The metrics Accuracy, Precision, and Recall differ from AP and AR. In the segmentation task, the model’s predicted mask pixels are compared with the ground truth pixels. Based on this comparison, the pixels are classified as false–positive, true–positive, false–negative, or true–negative samples, which are then used to compute these three metrics. However, due to the large dataset size we collected and the relatively high proportion of background pixels in the images, the true–positive and true–negative samples can dominate the total samples during the calculation process. This can lead to inflated values for these three indicators, creating an illusion of high model accuracy. Since the F1 Score is the harmonic mean of Precision and Recall, in this scenario, the F1 Score value can also become larger, which is not conducive to the objective evaluation of these models. In contrast, AP and AR are calculated in a more scientific manner. They divide the samples based on the IoU (Intersection over Union) value between the predicted mask and the actual mask, and then calculate Precision and Recall under different IoU thresholds. Finally, these values are averaged. From the AP and AR values shown in Table 4, it is evident that our model, Mask R-CNN, and Yolov5x have higher segmentation accuracies, while DeepLabv3 and U-Net exhibit poorer segmentation performance. To further support these conclusions, we also compared some actual segmentation results of these models, as depicted in Figure 17. The results in the figure clearly demonstrate the higher accuracy of our model, while DeepLabv3 and U-Net do not perform as well as the other three models.

4. Conclusions

Target soybean leaf extraction is a prerequisite for calculating the phenotypic parameters of soybean leaves. In this paper, a segmentation model for the soybean target leaf was proposed by combining object detection and guided segmentation technologies.

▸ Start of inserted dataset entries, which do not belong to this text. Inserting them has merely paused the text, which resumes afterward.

//! # Composers
//!
//! Build complete notifications from domain state. Every composer fills
//! every variable its kind requires, so `missing_variables()` on a composed
//! notification is always empty.

use serde::{Deserialize, Serialize};

use lm_core::{learner_portal_url, EmailAddress, PortalConfig, Timestamp};
use lm_state::{CustomerAgreement, License, SubscriptionPlan};

use crate::error::NotifyError;
use crate::notification::{Notification, NotificationKind};

/// Admin-supplied text wrapped around the activation link.
#[derive(Debug, Clone, Default, PartialEq, Eq, Serialize, Deserialize)]
pub struct CustomText {
    #[serde(default)]
    pub greeting: String,
    #[serde(default)]
    pub closing: String,
}

/// One activation notification per license.
pub fn activation_emails(
    custom: &CustomText,
    licenses: &[&License],
    plan: &SubscriptionPlan,
    agreement: &CustomerAgreement,
    config: &PortalConfig,
) -> Result<Vec<Notification>, NotifyError> {
    licenses
        .iter()
        .map(|license| {
            license_notification(NotificationKind::Activation, custom, license, plan, agreement, config)
        })
        .collect()
}

/// One reminder per license. Same variables as activation, flagged as a
/// reminder.
pub fn reminder_emails(
    custom: &CustomText,
    licenses: &[&License],
    plan: &SubscriptionPlan,
    agreement: &CustomerAgreement,
    config: &PortalConfig,
) -> Result<Vec<Notification>, NotifyError> {
    licenses
        .iter()
        .map(|license| {
            license_notification(NotificationKind::Reminder, custom, license, plan, agreement, config)
                .map(|n| n.with("is_reminder", true))
        })
        .collect()
}

fn license_notification(
    kind: NotificationKind,
    custom: &CustomText,
    license: &License,
    plan: &SubscriptionPlan,
    agreement: &CustomerAgreement,
    config: &PortalConfig,
) -> Result<Notification, NotifyError> {
    let recipient = license
        .user_email
        .clone()
        .ok_or(NotifyError::LicenseNotAssigned(license.uuid))?;
    let link = license
        .activation_link(config, &agreement.enterprise_customer_slug)
        .ok_or(NotifyError::MissingActivationKey(license.uuid))?;
    Ok(
        Notification::new(kind, kind.subject(plan.title.as_str()), vec![recipient])
            .with("enterprise_name", agreement.enterprise_customer_name.as_str())
            .with("activation_link", link)
            .with("greeting", custom.greeting.as_str())
            .with("closing", custom.closing.as_str())
            .with("help_center_url", config.help_center_url.as_str()),
    )
}

/// Welcome message sent once a learner activates.
pub fn onboarding_email(
    recipient: EmailAddress,
    agreement: &CustomerAgreement,
    config: &PortalConfig,
) -> Notification {
    let kind = NotificationKind::Onboarding;
    Notification::new(kind, kind.subject(""), vec![recipient])
        .with("enterprise_name", agreement.enterprise_customer_name.as_str())
        .with(
            "learner_portal_link",
            learner_portal_url(config, &agreement.enterprise_customer_slug),
        )
        .with("help_center_url", config.help_center_url.as_str())
}

/// Notice to customer support that a plan has used its last revocation.
pub fn revocation_cap_email(
    plan: &SubscriptionPlan,
    agreement: &CustomerAgreement,
    config: &PortalConfig,
    now: Timestamp,
) -> Notification {
    let kind = NotificationKind::RevocationCap;
    Notification::new(
        kind,
        kind.subject(plan.title.as_str()),
        vec![config.support_email.clone()],
    )
    .with("enterprise_name", agreement.enterprise_customer_name.as_str())
    .with("subscription_title", plan.title.as_str())
    .with("num_revocations_applied", plan.num_revocations_applied)
    .with("num_revocations_allowed", plan.num_revocations_allowed())
    .with("revoke_max_percentage", plan.revoke_max_percentage)
    .with("help_center_url", config.help_center_url.as_str())
    .with("timestamp", render_timestamp(now))
}

/// e.g. `March 01, 2026 09:00AM UTC`
fn render_timestamp(now: Timestamp) -> String {
    now.as_datetime().format("%B %d, %Y %I:%M%p UTC").to_string()
}

#[cfg(test)]
mod tests {
    use super::*;
    use chrono::NaiveDate;
    use lm_core::{
        EnterpriseCatalogId, EnterpriseCustomerId, EnterpriseSlug, PlanTitle,
        SalesforceOpportunityId,
    };
    use lm_state::PlanTerms;

    fn now() -> Timestamp {
        Timestamp::parse("2026-03-01T09:00:00Z").unwrap()
    }

    fn agreement() -> CustomerAgreement {
        CustomerAgreement::new(
            EnterpriseCustomerId::new(),
            EnterpriseSlug::new("acme").unwrap(),
            "Acme Corp",
            Some(EnterpriseCatalogId::new()),
            now(),
        )
    }

    fn plan(agreement: &CustomerAgreement) -> SubscriptionPlan {
        let terms = PlanTerms {
            title: PlanTitle::new("Annual").unwrap(),
            start_date: NaiveDate::from_ymd_opt(2026, 1, 1).unwrap(),
            expiration_date: NaiveDate::from_ymd_opt(2026, 12, 31).unwrap(),
            enterprise_catalog_uuid: None,
            revoke_max_percentage: 10,
            salesforce_opportunity_id: SalesforceOpportunityId::new("0060M00000abcdeXYZ").unwrap(),
            netsuite_product_id: 1,
            for_internal_use_only: false,
            is_active: true,
            num_licenses: 10,
        };
        SubscriptionPlan::new(terms, agreement, now()).unwrap()
    }

    fn email(s: &str) -> EmailAddress {
        EmailAddress::new(s).unwrap()
    }

    fn custom() -> CustomText {
        CustomText {
            greeting: "Hello team".into(),
            closing: "Happy learning".into(),
        }
    }

    #[test]
    fn activation_emails_are_complete() {
        let a = agreement();
        let mut p = plan(&a);
        let ids = p
            .assign_licenses(&[email("a@example.com"), email("b@example.com")], now())
            .unwrap();
        let licenses: Vec<&License> = ids.iter().map(|id| p.license(id).unwrap()).collect();
        let config = PortalConfig::default();

        let notes = activation_emails(&custom(), &licenses, &p, &a, &config).unwrap();
        assert_eq!(notes.len(), 2);
        for n in &notes {
            assert!(n.missing_variables().is_empty());
            assert_eq!(n.subject, "Start your edX Subscription");
            assert_eq!(n.template_name, "activation");
            assert_eq!(n.context["enterprise_name"], "Acme Corp");
            assert_eq!(n.context["greeting"], "Hello team");
            let link = n.context["activation_link"].as_str().unwrap();
            assert!(link.starts_with("http://localhost:8734/acme/licenses/"));
        }
        assert_eq!(notes[0].recipients, vec![email("a@example.com")]);
    }

    #[test]
    fn reminder_emails_flag_reminder() {
        let a = agreement();
        let mut p = plan(&a);
        let ids = p.assign_licenses(&[email("a@example.com")], now()).unwrap();
        let licenses: Vec<&License> = ids.iter().map(|id| p.license(id).unwrap()).collect();
        let notes =
            reminder_emails(&CustomText::default(), &licenses, &p, &a, &PortalConfig::default())
                .unwrap();
        assert!(notes[0].missing_variables().is_empty());
        assert_eq!(notes[0].context["is_reminder"], true);
        assert_eq!(notes[0].subject, "Your edX License is pending");
    }

    #[test]
    fn unassigned_license_cannot_be_notified() {
        let a = agreement();
        let p = plan(&a);
        let license = p.unassigned_licenses().next().unwrap();
        let err = activation_emails(&custom(), &[license], &p, &a, &PortalConfig::default())
            .unwrap_err();
        assert_eq!(err, NotifyError::LicenseNotAssigned(license.uuid));
    }

    #[test]
    fn onboarding_links_to_portal() {
        let a = agreement();
        let n = onboarding_email(email("a@example.com"), &a, &PortalConfig::default());
        assert!(n.missing_variables().is_empty());
        assert_eq!(n.context["learner_portal_link"], "http://localhost:8734/acme");
        assert_eq!(n.subject, "Welcome to edX Subscriptions!");
    }

    #[test]
    fn revocation_cap_goes_to_support() {
        let a = agreement();
        let mut p = plan(&a);
        p.num_revocations_applied = 1;
        let config = PortalConfig::default();
        let n = revocation_cap_email(&p, &a, &config, now());
        assert!(n.missing_variables().is_empty());
        assert_eq!(n.recipients, vec![config.support_email.clone()]);
        assert_eq!(n.subject, "REVOCATION CAP REACHED: Annual");
        assert_eq!(n.context["num_revocations_applied"], 1);
        assert_eq!(n.context["num_revocations_allowed"], 1);
        assert_eq!(n.context["revoke_max_percentage"], 10);
        assert_eq!(n.context["timestamp"], "March 01, 2026 09:00AM UTC");
    }
}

Based on the idea that the target leaf is located in the center of the image and the leaf area is large, a method to locate the target soybean leaf was provided. To alleviate the issue of poor segmentation caused by guidance information bias, the guidance offset strategy was proposed. Various experimental data and comparative analysis show that our model has higher segmentation accuracy and better generalization capacity. However, since the target leaf and the background leaf are highly similar both in color and texture, in some cases, it is difficult to find the boundary between the target leaf and the background leaf, which may induce the wrong segmentation. In order to further improve the segmentation precision, image depth or NeRF (Neural Radiance Field)-based implicit 3D reconstruction technology may be adopted to obtain more information to identify the foreground and background soybean leaves in the future.

Author Contributions

D.W.: methodology; Z.H. and H.Y.: software; Y.L.: funding; S.T.: writing—review and editing; C.Y.: data curation. All authors have read and agreed to the published version of the manuscript.

Funding

This research was funded by the key R&D project of Guangzhou (202206010091, 2023B03J1363), the Special Fund for Rural Revitalization Strategy of Guangdong (2023TS-3), and College Students’ Innovation and Entrepreneurship Competition (X202210564178).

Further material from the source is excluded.